AIM OF THE TASK: From the entries below, reproduce exactly the line containing "assert!(cut.width() <= 70);", the line containing "pub const FEED_TIMEOUT: Duration", and every line in between, with nothing added.

Start of EXTRACTED INFORMATION

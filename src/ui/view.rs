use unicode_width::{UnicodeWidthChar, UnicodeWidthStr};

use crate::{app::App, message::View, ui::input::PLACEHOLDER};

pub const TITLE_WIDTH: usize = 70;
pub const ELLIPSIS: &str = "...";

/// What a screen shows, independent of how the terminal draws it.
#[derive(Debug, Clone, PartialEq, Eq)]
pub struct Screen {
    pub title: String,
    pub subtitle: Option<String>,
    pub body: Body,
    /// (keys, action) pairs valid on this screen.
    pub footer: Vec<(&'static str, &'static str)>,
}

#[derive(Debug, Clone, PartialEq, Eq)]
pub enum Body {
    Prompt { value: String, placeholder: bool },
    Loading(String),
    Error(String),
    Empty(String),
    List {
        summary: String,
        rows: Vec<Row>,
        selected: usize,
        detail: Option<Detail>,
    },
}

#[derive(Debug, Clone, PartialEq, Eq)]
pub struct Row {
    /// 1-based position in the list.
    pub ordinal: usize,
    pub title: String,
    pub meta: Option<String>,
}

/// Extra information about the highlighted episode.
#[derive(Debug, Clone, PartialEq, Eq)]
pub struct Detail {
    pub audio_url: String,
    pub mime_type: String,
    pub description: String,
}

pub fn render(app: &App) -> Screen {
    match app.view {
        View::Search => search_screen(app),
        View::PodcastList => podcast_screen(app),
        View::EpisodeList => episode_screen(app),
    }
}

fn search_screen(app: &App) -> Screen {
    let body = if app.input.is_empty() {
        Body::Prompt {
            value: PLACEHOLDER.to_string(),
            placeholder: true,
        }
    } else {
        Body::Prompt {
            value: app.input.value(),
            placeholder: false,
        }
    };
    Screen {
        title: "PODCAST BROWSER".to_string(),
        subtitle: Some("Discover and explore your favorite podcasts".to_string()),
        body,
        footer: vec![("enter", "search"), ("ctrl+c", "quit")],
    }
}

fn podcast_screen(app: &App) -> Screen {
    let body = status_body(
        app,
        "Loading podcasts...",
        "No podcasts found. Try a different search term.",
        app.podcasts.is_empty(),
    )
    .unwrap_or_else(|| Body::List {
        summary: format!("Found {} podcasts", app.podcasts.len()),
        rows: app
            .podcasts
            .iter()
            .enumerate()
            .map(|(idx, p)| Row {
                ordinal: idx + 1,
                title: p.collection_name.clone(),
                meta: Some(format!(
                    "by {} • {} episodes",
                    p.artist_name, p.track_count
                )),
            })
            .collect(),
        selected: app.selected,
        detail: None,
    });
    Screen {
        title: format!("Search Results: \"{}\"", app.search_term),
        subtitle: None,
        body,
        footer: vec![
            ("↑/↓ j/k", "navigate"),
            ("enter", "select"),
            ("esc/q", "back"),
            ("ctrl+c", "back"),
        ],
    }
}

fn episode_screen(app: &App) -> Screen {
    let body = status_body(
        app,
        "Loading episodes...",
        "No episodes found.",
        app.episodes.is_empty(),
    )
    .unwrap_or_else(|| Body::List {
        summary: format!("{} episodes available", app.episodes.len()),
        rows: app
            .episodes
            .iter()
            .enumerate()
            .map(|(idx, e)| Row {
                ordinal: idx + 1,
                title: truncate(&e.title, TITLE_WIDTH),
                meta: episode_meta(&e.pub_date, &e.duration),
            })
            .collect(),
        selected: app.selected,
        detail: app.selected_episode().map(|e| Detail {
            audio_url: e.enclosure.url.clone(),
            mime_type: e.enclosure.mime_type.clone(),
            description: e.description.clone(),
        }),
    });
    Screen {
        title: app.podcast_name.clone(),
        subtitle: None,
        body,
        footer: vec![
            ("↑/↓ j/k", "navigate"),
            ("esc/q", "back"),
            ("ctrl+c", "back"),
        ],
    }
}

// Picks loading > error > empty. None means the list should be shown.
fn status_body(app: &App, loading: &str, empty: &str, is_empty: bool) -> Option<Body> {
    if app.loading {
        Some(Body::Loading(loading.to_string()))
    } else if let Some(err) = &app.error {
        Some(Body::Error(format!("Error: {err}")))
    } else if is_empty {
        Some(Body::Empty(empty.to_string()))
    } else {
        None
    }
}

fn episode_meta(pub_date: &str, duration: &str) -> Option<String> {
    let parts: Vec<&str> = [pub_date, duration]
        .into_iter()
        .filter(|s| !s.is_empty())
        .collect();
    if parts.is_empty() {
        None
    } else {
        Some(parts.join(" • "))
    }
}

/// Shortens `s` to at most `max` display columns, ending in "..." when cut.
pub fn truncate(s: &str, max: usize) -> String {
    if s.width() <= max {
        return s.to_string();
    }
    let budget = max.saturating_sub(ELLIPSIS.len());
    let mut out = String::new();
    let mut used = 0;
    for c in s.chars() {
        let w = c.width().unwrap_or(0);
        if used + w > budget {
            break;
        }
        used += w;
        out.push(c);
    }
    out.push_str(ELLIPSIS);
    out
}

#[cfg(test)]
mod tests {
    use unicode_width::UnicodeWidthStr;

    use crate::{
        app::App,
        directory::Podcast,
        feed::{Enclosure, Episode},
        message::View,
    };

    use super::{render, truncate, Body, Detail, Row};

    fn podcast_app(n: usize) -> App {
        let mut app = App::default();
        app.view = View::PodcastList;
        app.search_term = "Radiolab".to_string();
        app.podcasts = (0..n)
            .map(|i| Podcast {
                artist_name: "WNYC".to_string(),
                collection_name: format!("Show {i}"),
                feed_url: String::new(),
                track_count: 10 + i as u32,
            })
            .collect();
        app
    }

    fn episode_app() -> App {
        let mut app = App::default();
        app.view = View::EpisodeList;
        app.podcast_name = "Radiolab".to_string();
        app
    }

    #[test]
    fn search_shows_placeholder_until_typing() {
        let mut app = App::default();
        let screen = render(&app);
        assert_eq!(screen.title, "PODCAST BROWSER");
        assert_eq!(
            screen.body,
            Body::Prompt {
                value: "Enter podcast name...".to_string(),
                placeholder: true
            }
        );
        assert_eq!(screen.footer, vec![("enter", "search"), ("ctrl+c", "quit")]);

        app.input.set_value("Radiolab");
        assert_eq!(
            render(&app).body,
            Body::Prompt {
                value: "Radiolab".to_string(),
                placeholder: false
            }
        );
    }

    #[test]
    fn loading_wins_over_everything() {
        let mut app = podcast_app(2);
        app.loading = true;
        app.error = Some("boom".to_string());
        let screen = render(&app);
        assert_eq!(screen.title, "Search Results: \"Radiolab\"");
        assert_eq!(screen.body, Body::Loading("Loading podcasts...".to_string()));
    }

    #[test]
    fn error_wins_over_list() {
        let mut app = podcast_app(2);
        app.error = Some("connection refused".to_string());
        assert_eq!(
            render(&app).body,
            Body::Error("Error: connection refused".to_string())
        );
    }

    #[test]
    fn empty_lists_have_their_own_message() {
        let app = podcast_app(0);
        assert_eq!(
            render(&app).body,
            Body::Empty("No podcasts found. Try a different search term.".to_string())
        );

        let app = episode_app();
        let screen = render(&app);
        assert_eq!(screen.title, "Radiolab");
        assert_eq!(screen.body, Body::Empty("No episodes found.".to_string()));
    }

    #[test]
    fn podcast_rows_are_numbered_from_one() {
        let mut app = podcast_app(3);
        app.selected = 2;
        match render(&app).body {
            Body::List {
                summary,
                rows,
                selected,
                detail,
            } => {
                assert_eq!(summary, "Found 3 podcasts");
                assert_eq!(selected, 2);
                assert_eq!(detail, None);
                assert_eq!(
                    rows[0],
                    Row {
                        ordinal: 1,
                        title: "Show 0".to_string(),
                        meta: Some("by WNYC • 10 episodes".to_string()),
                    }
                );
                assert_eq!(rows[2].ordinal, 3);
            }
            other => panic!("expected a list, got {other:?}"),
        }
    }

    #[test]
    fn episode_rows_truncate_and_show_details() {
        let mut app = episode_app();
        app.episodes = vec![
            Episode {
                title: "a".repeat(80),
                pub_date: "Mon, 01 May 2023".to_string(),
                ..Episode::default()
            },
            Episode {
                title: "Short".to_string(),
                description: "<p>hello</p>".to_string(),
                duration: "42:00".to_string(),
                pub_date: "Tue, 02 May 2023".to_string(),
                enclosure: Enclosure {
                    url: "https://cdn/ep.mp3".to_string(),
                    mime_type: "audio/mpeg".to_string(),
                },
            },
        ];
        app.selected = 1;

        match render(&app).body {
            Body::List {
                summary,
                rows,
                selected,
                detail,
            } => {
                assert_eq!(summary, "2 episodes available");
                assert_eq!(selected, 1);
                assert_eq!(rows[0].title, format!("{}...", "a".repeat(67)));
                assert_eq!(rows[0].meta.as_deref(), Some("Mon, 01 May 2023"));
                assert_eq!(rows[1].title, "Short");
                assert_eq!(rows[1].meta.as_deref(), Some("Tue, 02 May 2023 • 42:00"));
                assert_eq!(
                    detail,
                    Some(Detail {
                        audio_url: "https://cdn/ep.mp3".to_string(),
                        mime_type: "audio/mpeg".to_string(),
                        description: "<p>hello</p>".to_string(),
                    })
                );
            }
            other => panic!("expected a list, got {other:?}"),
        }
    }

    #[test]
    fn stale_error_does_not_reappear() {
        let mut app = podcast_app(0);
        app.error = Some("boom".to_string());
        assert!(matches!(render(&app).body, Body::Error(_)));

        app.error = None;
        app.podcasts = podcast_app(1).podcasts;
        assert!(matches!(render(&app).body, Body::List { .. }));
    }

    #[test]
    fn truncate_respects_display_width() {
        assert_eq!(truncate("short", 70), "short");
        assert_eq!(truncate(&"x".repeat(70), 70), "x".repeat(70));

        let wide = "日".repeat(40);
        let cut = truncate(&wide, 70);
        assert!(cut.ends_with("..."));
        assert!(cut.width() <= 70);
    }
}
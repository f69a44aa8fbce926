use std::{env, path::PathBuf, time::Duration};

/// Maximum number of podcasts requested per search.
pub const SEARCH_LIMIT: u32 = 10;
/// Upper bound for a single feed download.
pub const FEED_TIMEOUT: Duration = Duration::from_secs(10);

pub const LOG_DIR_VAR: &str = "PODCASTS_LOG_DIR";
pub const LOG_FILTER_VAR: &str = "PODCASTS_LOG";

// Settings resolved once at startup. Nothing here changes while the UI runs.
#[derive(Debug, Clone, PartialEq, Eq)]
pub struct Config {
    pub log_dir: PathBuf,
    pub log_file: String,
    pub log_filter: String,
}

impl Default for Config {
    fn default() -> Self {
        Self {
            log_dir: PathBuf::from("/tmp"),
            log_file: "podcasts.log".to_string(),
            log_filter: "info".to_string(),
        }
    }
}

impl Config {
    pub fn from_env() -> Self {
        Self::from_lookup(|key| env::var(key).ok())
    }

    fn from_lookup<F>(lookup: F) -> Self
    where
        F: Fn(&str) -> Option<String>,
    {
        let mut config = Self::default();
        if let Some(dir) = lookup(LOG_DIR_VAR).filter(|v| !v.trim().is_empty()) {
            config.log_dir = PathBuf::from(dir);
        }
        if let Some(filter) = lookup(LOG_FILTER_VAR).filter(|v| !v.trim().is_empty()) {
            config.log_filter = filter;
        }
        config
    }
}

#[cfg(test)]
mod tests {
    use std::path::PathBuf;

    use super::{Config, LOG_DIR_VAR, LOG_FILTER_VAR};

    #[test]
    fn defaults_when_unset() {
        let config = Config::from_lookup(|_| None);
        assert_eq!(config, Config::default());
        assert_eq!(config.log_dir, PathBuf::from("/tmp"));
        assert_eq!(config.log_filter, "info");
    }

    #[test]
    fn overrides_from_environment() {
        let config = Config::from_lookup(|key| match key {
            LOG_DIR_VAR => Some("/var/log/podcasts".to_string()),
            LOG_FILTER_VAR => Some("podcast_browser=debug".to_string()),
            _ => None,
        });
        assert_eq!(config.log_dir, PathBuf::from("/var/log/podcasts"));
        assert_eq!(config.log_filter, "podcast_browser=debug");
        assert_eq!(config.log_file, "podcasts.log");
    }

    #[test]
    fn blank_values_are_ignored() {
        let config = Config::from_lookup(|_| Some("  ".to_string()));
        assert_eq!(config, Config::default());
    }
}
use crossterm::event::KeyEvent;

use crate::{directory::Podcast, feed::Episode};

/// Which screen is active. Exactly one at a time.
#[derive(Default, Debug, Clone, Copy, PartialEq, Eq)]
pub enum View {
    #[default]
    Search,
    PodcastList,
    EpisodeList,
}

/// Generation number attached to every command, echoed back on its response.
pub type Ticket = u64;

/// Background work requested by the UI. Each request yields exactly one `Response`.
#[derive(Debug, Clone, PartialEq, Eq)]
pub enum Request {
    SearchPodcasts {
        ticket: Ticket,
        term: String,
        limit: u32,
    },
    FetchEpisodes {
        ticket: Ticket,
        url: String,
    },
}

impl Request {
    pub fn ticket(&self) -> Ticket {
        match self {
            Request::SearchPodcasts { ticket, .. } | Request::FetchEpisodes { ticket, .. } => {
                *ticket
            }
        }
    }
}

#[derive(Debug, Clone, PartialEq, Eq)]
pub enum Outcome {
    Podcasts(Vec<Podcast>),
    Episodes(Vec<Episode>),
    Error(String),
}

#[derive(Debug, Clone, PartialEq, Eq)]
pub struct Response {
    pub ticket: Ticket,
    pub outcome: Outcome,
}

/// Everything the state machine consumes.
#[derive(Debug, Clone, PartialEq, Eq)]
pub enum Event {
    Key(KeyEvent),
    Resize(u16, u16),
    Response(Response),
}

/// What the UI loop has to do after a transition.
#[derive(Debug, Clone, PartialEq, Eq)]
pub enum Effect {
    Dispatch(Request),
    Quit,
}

End of EXTRACTED INFORMATION

WRITTEN ANSWER:
        assert!(cut.width() <= 70);
    }
}
repository f69a44aa8fbce926
use std::{env, path::PathBuf, time::Duration};

/// Maximum number of podcasts requested per search.
pub const SEARCH_LIMIT: u32 = 10;
/// Upper bound for a single feed download.
pub const FEED_TIMEOUT: Duration = Duration::from_secs(10);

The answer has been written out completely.